I'm making a short film and there's a lot of dialogue in it. I have some nice recorders and am filming with ONE camera. I cannot get another camera. Well, MAYBE but I wouldn't count on it.

The point is, how do I film dialogue with two or more people with one camera? I know I could film the scene, once from a longer angle, and once for every person, but won't the audio end up sounding choppy?


  • rutxer
    rutxer Posts: 176

    I'd shoot the full dialogue from all angles you want (or most) so you have material for L-cuts, J-cuts, reactions and more choices on line delivery.

    Unless you and your actors are super good, and you know exactly what shots will you use for each beat of the dialogue.

  • Triem23
    Triem23 Posts: 20,079 Ambassador

    Here's where we discuss "Hollywood" filmmaking  a bit and try to work through some tips. 

    The majority of films and a fair amount of TV production is shot single-camera (on an action blockbuster, for example, most dialog is still shot single camera with most multi-camera setups saved for big, expensive, "one-take" stunts like car crashes and big explosions).

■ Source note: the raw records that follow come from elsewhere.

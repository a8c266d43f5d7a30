//! Event decoding tests: interrupt mapping, clearing, bus errors and the
//! fault-confinement state machine driven through the registers.
mod helpers {
    include!("../../helpers/mod.rs");
}

use embedded_can::StandardId;
use helpers::{Access, MockRegisters};
use twaifd_hal::{
    infra::registers::{fields, fields::int, Reg},
    protocol::controller::config::ControllerConfig,
    BusErrorReason, Controller, ErrorState, Events, TwaiError, TwaiFrame,
};

fn running_controller(regs: &MockRegisters) -> Controller<MockRegisters> {
    let mut controller = Controller::init(regs.clone(), ControllerConfig::default()).unwrap();
    controller.enable().unwrap();
    controller.start().unwrap();
    controller
}

#[test]
/// Nothing pending: repeated decodes yield no events, no writes and no overflow.
fn test_idle_decode() {
    let regs = MockRegisters::new();
    let controller = running_controller(&regs);
    let before = controller.snapshot();
    regs.clear_log();
    assert!(controller.decode_events().is_empty());
    assert!(controller.decode_events().is_empty());
    assert_eq!(controller.snapshot(), before);
    assert_eq!(controller.snapshot().timer_overflow_cnt, 0);
    assert!(!regs
        .log()
        .iter()
        .any(|access| matches!(access, Access::Write(..))));
}

#[test]
/// TX completion raises both TX events and clears them.
fn test_tx_events() {
    let regs = MockRegisters::new();
    let controller = running_controller(&regs);
    regs.complete_tx(0);

    let events = controller.decode_events();
    assert_eq!(events, Events::TX_SUCCESS | Events::TX_BUFFER_FREE);
    assert_eq!(regs.state().int_stat, 0);
    assert!(controller.decode_events().is_empty());
}

#[test]
/// A received frame is announced, arbitration loss is informational.
fn test_rx_and_arbitration_events() {
    let regs = MockRegisters::new();
    let controller = running_controller(&regs);
    let frame = TwaiFrame::new_classic(StandardId::new(0x100).unwrap(), &[1]).unwrap();
    regs.inject_rx(&frame.encode());
    regs.raise(int::ALI);

    let events = controller.decode_events();
    assert!(events.contains(Events::RX_FRAME_AVAILABLE | Events::ARBITRATION_LOST));
    assert!(!events.contains(Events::BUS_ERROR));
}

#[test]
/// Only the captured bits are written back; later arrivals stay pending.
fn test_clear_writes_back_snapshot() {
    let regs = MockRegisters::new();
    let controller = running_controller(&regs);
    regs.raise(int::TXI);
    regs.clear_log();
    controller.decode_events();
    assert!(regs.log().contains(&Access::Write(Reg::INT_STAT, int::TXI)));
}

#[test]
/// The captured error type is latched with the BUS_ERROR event.
fn test_bus_error_reason() {
    let regs = MockRegisters::new();
    let controller = running_controller(&regs);
    regs.bus_error(0b100);
    assert_eq!(controller.decode_events(), Events::BUS_ERROR);
    assert_eq!(controller.latched_error(), Some(BusErrorReason::Stuff));

    // The reason stays latched across unrelated events.
    regs.raise(int::TXI);
    controller.decode_events();
    assert_eq!(controller.latched_error(), Some(BusErrorReason::Stuff));
}

#[test]
/// Data overrun issues the clear-overrun command and reports an overrun.
fn test_data_overrun() {
    let regs = MockRegisters::new();
    let controller = running_controller(&regs);
    regs.raise(int::DOI);
    assert_eq!(controller.decode_events(), Events::BUS_ERROR);
    assert_eq!(controller.latched_error(), Some(BusErrorReason::Overrun));
    assert!(regs
        .commands()
        .iter()
        .any(|command| fields::COMMAND_CDO.extract(*command) == 1));

    regs.raise(int::RXFI);
    controller.decode_events();
    assert_eq!(controller.latched_error(), Some(BusErrorReason::RxFull));
}

#[test]
/// Counter changes without an FSM-change interrupt are not classified.
fn test_counters_read_only_on_fsm_change() {
    let regs = MockRegisters::new();
    let controller = running_controller(&regs);
    regs.state().tec = 200;
    regs.raise(int::TXI);
    regs.clear_log();

    controller.decode_events();
    assert_eq!(controller.error_state(), ErrorState::ErrorActive);
    assert!(!regs.log().contains(&Access::Read(Reg::REC_TEC)));
}

#[test]
/// Rising counters walk through warning and passive.
fn test_error_state_progression() {
    let regs = MockRegisters::new();
    let controller = running_controller(&regs);

    regs.set_counters(100, 0);
    assert_eq!(controller.decode_events(), Events::ERROR_WARNING);
    assert_eq!(controller.error_state(), ErrorState::ErrorWarning);

    regs.set_counters(200, 0);
    assert_eq!(controller.decode_events(), Events::ERROR_PASSIVE);

    regs.set_counters(90, 10);
    assert_eq!(controller.decode_events(), Events::ERROR_ACTIVE);
}

#[test]
/// Bus-off blocks transmission until recovery completes.
fn test_bus_off_recovery() {
    let regs = MockRegisters::new();
    let controller = running_controller(&regs);
    let frame = TwaiFrame::new_classic(StandardId::new(0x1).unwrap(), &[]).unwrap();

    regs.enter_bus_off();
    assert_eq!(controller.decode_events(), Events::BUS_OFF);
    assert_eq!(controller.mount_and_transmit(&frame, 0), Err(TwaiError::BusOff));

    // Counters dropping do not leave bus-off on their own.
    regs.set_counters(0, 0);
    assert!(controller.decode_events().is_empty());
    assert_eq!(controller.error_state(), ErrorState::BusOff);

    controller.start_bus_recovery().unwrap();
    assert_eq!(controller.error_state(), ErrorState::Recovering);
    assert!(regs
        .commands()
        .iter()
        .any(|command| fields::COMMAND_ERCRST.extract(*command) == 1));
    assert_eq!(controller.mount_and_transmit(&frame, 0), Err(TwaiError::BusOff));
    assert!(matches!(
        controller.start_bus_recovery(),
        Err(TwaiError::NotBusOff {
            state: ErrorState::Recovering
        })
    ));

    // Hardware reports error-active again.
    regs.raise(int::FCSI);
    assert_eq!(controller.decode_events(), Events::ERROR_ACTIVE);
    assert_eq!(controller.error_state(), ErrorState::ErrorActive);
    controller.mount_and_transmit(&frame, 0).unwrap();
}

#[test]
/// Faults picked up during reintegration end recovery, and a second bus-off
/// can be recovered again.
fn test_bus_off_again_while_recovering() {
    let regs = MockRegisters::new();
    let controller = running_controller(&regs);

    regs.enter_bus_off();
    controller.decode_events();
    controller.start_bus_recovery().unwrap();

    regs.set_counters(140, 0);
    assert_eq!(controller.decode_events(), Events::ERROR_PASSIVE);
    assert_eq!(controller.error_state(), ErrorState::ErrorPassive);

    assert!(matches!(
        controller.start_bus_recovery(),
        Err(TwaiError::NotBusOff {
            state: ErrorState::ErrorPassive
        })
    ));
    regs.enter_bus_off();
    assert_eq!(controller.decode_events(), Events::BUS_OFF);

    controller.start_bus_recovery().unwrap();
    regs.enter_bus_off();
    assert_eq!(controller.decode_events(), Events::BUS_OFF);
    assert_eq!(controller.error_state(), ErrorState::BusOff);
    controller.start_bus_recovery().unwrap();
    assert_eq!(controller.error_state(), ErrorState::Recovering);
}

#[test]
/// The overflow counter is bumped once per flagged decode.
fn test_timer_overflow_counted() {
    let regs = MockRegisters::new();
    let controller = running_controller(&regs);
    for _ in 0..3 {
        regs.raise_timer_overflow();
        controller.decode_events();
    }
    controller.decode_events();
    assert_eq!(controller.snapshot().timer_overflow_cnt, 3);
    assert_eq!(regs.state().timer_int_st, 0);
}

As you've already noted this means you are going to shoot multiple times.

    The general workflow/planning would be to start with a "master" shot: this is going to be a wide angle, hopefully covering all your actors. Depending on the location this could be something with a mostly static wide shot or might require a choreographed move to frame actors at points. Either way, you want to get those masters first and make certain you have minimal coverage of the entire scene.

    After that you'll start thinking about your "single" shots - those focusing mostly on one actor. Now, time is always limited on-set, so the best general advice is the same advice that applies to ANY scene - pre-planning is your friend. You absolutely, positively must create either a shot list or a storyboard. Often both. Having a list of shots needed or a storyboard (and storyboards don't have to be beautiful comic books, stick figures work) is pretty vital for planning. In fact, for the rest of this post if I type "shot plan" read that as "shot list and storyboards."

    So, we've planned out our shots and we've shot the master. Great - back to the shot plan. You're going to want to minimize the amount of times you move your camera and lights, because moves take time (especially if refocusing lights). For sake of discussion we'll pretend we're shooting in a room. We'll make it an interrogation scene. The actor being interrogated sits the entire scene and the interrogator stands and paces. The interrogator is to the "west" and the interrogated to the "east."

    We've shot our master from the "south." Our master is a tripod shot, but our lens isn't wide enough to get both actors. Our master has been blocked with some camera pans to pick up important lines. In fact, lets put the "one way mirror" on the south wall and shoot our master from the observation room next door! 

    Ok, back to our single shots. There are two ways to plan out which actor to shoot first: ease of setup, and "who is the scene about?" for ease of setup, in this example the person being interrogated is the easy setup...sitting in a chair, no movement? Lock that camera down! We'll do all of our "east facing" shots first! Maybe we'll shoot three basic "east" shots - One from the west end of the table, one from the center-south, one right up close. Easy! 

    Except..."who is the scene about?" In any scene one character is the primary driver of action or story meaning. We've set up a generic interrogation, but let's look at two possibilities for what the interrogation is about! 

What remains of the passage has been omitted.